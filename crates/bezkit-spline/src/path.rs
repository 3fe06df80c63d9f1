//! Path topology: ordered waypoints, open/closed adjacency, sampling entry
//! points.

use bezkit_core::{BezError, Result, Tolerance};
use bezkit_core::traits::{BoundingBox, Validate};
use bezkit_math::{Aabb3, Point3};
use serde::{Deserialize, Serialize};

use crate::cubic::CubicSegment;
use crate::sample::{PathSamples, SegmentSamples};
use crate::waypoint::Waypoint;

/// Sample density used when no explicit subdivision count is given.
pub const DEFAULT_SUBDIVISIONS: usize = 16;

/// An ordered sequence of [`Waypoint`]s forming a piecewise-cubic curve.
///
/// When `closed`, an implicit segment connects the last waypoint's outgoing
/// handle back to the first waypoint's incoming handle. Waypoint order is
/// semantic: it defines curve traversal order.
///
/// The path holds no derived geometry; every sample request reads the
/// current waypoint state, so handle edits need no invalidation step.
#[derive(Debug, Clone, Serialize, Deserialize)]
pub struct BezierPath {
    pub waypoints: Vec<Waypoint>,
    pub closed: bool,
    subdivisions_per_segment: usize,
}

impl BezierPath {
    pub fn new() -> Self {
        Self {
            waypoints: Vec::new(),
            closed: false,
            subdivisions_per_segment: DEFAULT_SUBDIVISIONS,
        }
    }

    /// Open path over the given waypoints.
    pub fn from_waypoints(waypoints: Vec<Waypoint>) -> Self {
        Self {
            waypoints,
            ..Self::new()
        }
    }

    /// Number of cubic segments the current topology defines.
    ///
    /// One per waypoint pair, including the wraparound pair when closed;
    /// fewer than 2 waypoints define no segments regardless of `closed`.
    pub fn segment_count(&self) -> usize {
        let n = self.waypoints.len();
        if n < 2 {
            0
        } else if self.closed {
            n
        } else {
            n - 1
        }
    }

    /// Ordered endpoint pair `(waypoints[i], waypoints[(i + 1) % len])` of
    /// segment `i`.
    ///
    /// The sole home of wraparound logic; all adjacency-dependent
    /// operations go through here.
    pub fn segment_endpoints(&self, i: usize) -> Result<(&Waypoint, &Waypoint)> {
        let count = self.segment_count();
        if i >= count {
            return Err(BezError::IndexOutOfRange { index: i, len: count });
        }
        let a = &self.waypoints[i];
        let b = &self.waypoints[(i + 1) % self.waypoints.len()];
        Ok((a, b))
    }

    /// Control-point snapshot of segment `i`.
    ///
    /// `p1`/`p2` are the absolute control points: the start waypoint's
    /// outgoing handle and the end waypoint's incoming handle.
    pub fn segment(&self, i: usize) -> Result<CubicSegment> {
        let (a, b) = self.segment_endpoints(i)?;
        Ok(CubicSegment::new(
            a.position,
            a.control_out(),
            b.control_in(),
            b.position,
        ))
    }

    pub fn waypoint(&self, i: usize) -> Result<&Waypoint> {
        self.waypoints.get(i).ok_or(BezError::IndexOutOfRange {
            index: i,
            len: self.waypoints.len(),
        })
    }

    pub fn waypoint_mut(&mut self, i: usize) -> Result<&mut Waypoint> {
        let len = self.waypoints.len();
        self.waypoints
            .get_mut(i)
            .ok_or(BezError::IndexOutOfRange { index: i, len })
    }

    /// Append a freshly defaulted waypoint and return it for placement.
    pub fn append_waypoint(&mut self) -> &mut Waypoint {
        self.waypoints.push(Waypoint::default());
        self.waypoints.last_mut().unwrap()
    }

    /// Prepend a freshly defaulted waypoint and return it for placement.
    pub fn prepend_waypoint(&mut self) -> &mut Waypoint {
        self.waypoints.insert(0, Waypoint::default());
        &mut self.waypoints[0]
    }

    /// Insert a freshly defaulted waypoint at `index` (`0..=len`).
    pub fn insert_waypoint(&mut self, index: usize) -> Result<&mut Waypoint> {
        if index > self.waypoints.len() {
            return Err(BezError::IndexOutOfRange {
                index,
                len: self.waypoints.len(),
            });
        }
        self.waypoints.insert(index, Waypoint::default());
        Ok(&mut self.waypoints[index])
    }

    /// Append an explicit waypoint.
    pub fn push(&mut self, waypoint: Waypoint) {
        self.waypoints.push(waypoint);
    }

    /// Insert an explicit waypoint at `index` (`0..=len`).
    pub fn insert(&mut self, index: usize, waypoint: Waypoint) -> Result<()> {
        if index > self.waypoints.len() {
            return Err(BezError::IndexOutOfRange {
                index,
                len: self.waypoints.len(),
            });
        }
        self.waypoints.insert(index, waypoint);
        Ok(())
    }

    /// Remove the waypoint at `index`.
    ///
    /// Neighbouring waypoints keep their handle values; removal never
    /// re-smooths the curve.
    pub fn remove_waypoint(&mut self, index: usize) -> Result<Waypoint> {
        if index >= self.waypoints.len() {
            return Err(BezError::IndexOutOfRange {
                index,
                len: self.waypoints.len(),
            });
        }
        Ok(self.waypoints.remove(index))
    }

    pub fn subdivisions_per_segment(&self) -> usize {
        self.subdivisions_per_segment
    }

    /// Set the stored sample density; must be positive.
    pub fn set_subdivisions_per_segment(&mut self, subdivisions: usize) -> Result<()> {
        if subdivisions == 0 {
            return Err(BezError::InvalidOperation(
                "subdivision count must be positive".into(),
            ));
        }
        self.subdivisions_per_segment = subdivisions;
        Ok(())
    }

    /// Sample segment `i` at `subdivisions` uniform parameter steps.
    ///
    /// Yields points at `t = k / subdivisions` for `k = 1..=subdivisions`;
    /// the segment start point is the previous sample's end (or the start
    /// waypoint position). The iterator is finite and restartable; a fresh
    /// call re-reads the current waypoint state.
    pub fn sample_segment(&self, i: usize, subdivisions: usize) -> Result<SegmentSamples> {
        Ok(SegmentSamples::new(self.segment(i)?, subdivisions))
    }

    /// Sample every segment in order at `subdivisions` steps each.
    ///
    /// Empty for paths with fewer than 2 waypoints.
    pub fn sample_all(&self, subdivisions: usize) -> PathSamples<'_> {
        PathSamples::new(self, subdivisions)
    }

    /// [`sample_all`](Self::sample_all) at the stored per-segment density.
    pub fn samples(&self) -> PathSamples<'_> {
        self.sample_all(self.subdivisions_per_segment)
    }
}

impl Default for BezierPath {
    fn default() -> Self {
        Self::new()
    }
}

impl Validate for BezierPath {
    fn validate(&self, tol: &Tolerance) -> Result<()> {
        if self.subdivisions_per_segment == 0 {
            return Err(BezError::InvalidOperation(
                "subdivision count must be positive".into(),
            ));
        }
        for wp in &self.waypoints {
            wp.validate(tol)?;
        }
        Ok(())
    }
}

impl BoundingBox for BezierPath {
    type Point = Point3;

    /// Box around the waypoint positions and the sampled curve; `None` for
    /// an empty path.
    fn bounding_box(&self) -> Option<(Point3, Point3)> {
        let positions: Vec<Point3> = self.waypoints.iter().map(|wp| wp.position).collect();
        let mut aabb = Aabb3::from_points(&positions)?;
        for p in self.samples() {
            aabb.include(p);
        }
        Some((aabb.min, aabb.max))
    }
}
+++
◆ **What the task asks**: Collect the lines of the records that include the string "stored".

◆ **Result below**:
    /// Set the stored sample density; must be positive.
    /// [`sample_all`](Self::sample_all) at the stored per-segment density.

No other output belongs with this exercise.